- [HOW TO COMPLETE THIS TASK] The line containing "self.volume" and every line after it, through the end of the records below: repeat them exactly, nothing more.

- [INFORMATION]
---*---
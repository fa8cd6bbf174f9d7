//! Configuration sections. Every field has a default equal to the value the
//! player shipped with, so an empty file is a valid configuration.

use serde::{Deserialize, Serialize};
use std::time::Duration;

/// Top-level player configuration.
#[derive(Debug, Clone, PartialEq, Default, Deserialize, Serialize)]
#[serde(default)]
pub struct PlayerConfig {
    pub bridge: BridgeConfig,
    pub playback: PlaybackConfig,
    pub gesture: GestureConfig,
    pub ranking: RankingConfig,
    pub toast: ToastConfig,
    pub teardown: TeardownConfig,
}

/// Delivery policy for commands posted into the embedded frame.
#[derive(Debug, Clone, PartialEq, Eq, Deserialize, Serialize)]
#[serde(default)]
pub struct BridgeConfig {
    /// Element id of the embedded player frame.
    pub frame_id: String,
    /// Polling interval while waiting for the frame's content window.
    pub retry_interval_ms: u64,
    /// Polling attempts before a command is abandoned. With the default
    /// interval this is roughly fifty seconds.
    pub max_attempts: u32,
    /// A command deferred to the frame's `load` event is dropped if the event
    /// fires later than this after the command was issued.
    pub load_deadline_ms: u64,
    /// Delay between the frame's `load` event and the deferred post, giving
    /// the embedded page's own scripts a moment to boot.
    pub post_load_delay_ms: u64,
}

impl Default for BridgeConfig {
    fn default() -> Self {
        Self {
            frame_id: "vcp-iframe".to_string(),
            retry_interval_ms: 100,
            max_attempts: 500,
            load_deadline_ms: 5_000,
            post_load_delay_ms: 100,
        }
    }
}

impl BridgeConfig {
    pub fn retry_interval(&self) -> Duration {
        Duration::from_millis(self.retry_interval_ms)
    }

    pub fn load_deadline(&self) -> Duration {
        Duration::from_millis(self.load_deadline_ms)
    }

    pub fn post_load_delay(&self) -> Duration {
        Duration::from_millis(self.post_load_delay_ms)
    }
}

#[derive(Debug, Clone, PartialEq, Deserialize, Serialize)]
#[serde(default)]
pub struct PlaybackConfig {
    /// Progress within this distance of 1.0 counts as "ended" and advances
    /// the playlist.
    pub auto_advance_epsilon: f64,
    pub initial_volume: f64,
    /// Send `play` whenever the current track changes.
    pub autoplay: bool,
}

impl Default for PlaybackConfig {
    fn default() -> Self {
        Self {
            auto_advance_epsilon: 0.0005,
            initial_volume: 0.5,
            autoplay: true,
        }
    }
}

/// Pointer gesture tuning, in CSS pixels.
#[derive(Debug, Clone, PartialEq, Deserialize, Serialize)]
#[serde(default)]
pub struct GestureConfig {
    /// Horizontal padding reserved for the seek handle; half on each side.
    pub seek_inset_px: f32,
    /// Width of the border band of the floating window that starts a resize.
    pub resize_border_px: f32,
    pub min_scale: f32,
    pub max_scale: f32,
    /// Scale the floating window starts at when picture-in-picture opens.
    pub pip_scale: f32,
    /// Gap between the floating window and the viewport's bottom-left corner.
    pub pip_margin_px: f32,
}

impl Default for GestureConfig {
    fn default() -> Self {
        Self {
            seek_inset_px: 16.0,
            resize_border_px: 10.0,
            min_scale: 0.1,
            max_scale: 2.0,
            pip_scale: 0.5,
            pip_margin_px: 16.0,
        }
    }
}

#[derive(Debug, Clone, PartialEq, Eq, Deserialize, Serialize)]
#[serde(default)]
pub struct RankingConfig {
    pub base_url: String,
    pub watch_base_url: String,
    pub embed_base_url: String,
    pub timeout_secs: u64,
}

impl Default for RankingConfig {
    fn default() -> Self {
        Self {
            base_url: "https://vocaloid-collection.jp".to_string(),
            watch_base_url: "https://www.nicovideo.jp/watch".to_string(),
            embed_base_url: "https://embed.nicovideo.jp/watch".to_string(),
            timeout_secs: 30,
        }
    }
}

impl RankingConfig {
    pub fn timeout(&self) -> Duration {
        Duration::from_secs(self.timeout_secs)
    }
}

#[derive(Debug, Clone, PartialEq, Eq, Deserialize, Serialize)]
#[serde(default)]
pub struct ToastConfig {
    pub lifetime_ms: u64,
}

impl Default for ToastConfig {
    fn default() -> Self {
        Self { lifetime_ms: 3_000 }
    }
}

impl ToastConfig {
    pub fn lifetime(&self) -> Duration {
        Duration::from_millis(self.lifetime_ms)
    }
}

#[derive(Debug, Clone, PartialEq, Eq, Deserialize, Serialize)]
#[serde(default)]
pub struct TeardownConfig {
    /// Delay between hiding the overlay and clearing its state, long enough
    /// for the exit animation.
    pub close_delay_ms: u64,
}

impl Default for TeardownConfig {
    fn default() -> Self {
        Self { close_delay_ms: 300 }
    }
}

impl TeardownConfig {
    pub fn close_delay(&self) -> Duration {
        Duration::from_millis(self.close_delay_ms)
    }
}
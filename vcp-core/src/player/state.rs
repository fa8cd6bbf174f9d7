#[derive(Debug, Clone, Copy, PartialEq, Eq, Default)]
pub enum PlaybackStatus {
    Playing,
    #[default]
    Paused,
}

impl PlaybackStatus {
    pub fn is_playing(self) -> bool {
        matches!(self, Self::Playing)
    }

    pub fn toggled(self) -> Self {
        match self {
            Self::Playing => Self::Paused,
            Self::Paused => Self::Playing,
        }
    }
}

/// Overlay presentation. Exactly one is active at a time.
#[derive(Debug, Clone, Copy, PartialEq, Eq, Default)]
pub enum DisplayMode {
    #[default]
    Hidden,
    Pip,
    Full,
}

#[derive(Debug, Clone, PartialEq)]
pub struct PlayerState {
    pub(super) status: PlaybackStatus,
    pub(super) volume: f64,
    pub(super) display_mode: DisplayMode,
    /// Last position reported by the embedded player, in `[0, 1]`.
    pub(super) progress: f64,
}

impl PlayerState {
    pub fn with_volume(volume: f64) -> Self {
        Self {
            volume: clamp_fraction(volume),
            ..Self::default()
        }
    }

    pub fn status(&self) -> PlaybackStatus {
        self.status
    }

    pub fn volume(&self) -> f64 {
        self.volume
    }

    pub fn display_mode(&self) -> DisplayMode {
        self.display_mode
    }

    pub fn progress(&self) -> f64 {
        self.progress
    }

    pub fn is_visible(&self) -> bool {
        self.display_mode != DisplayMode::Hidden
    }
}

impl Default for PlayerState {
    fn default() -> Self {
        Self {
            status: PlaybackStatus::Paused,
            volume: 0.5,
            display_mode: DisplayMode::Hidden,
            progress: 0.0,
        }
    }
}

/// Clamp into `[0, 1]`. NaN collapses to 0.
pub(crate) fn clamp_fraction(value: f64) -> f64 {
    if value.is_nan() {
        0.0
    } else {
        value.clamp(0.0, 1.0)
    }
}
---*---
- [YOUR RESPONSE]
        self.volume
    }

    pub fn display_mode(&self) -> DisplayMode {
        self.display_mode
    }

    pub fn progress(&self) -> f64 {
        self.progress
    }

    pub fn is_visible(&self) -> bool {
        self.display_mode != DisplayMode::Hidden
    }
}

impl Default for PlayerState {
    fn default() -> Self {
        Self {
            status: PlaybackStatus::Paused,
            volume: 0.5,
            display_mode: DisplayMode::Hidden,
            progress: 0.0,
        }
    }
}

/// Clamp into `[0, 1]`. NaN collapses to 0.
pub(crate) fn clamp_fraction(value: f64) -> f64 {
    if value.is_nan() {
        0.0
    } else {
        value.clamp(0.0, 1.0)
    }
}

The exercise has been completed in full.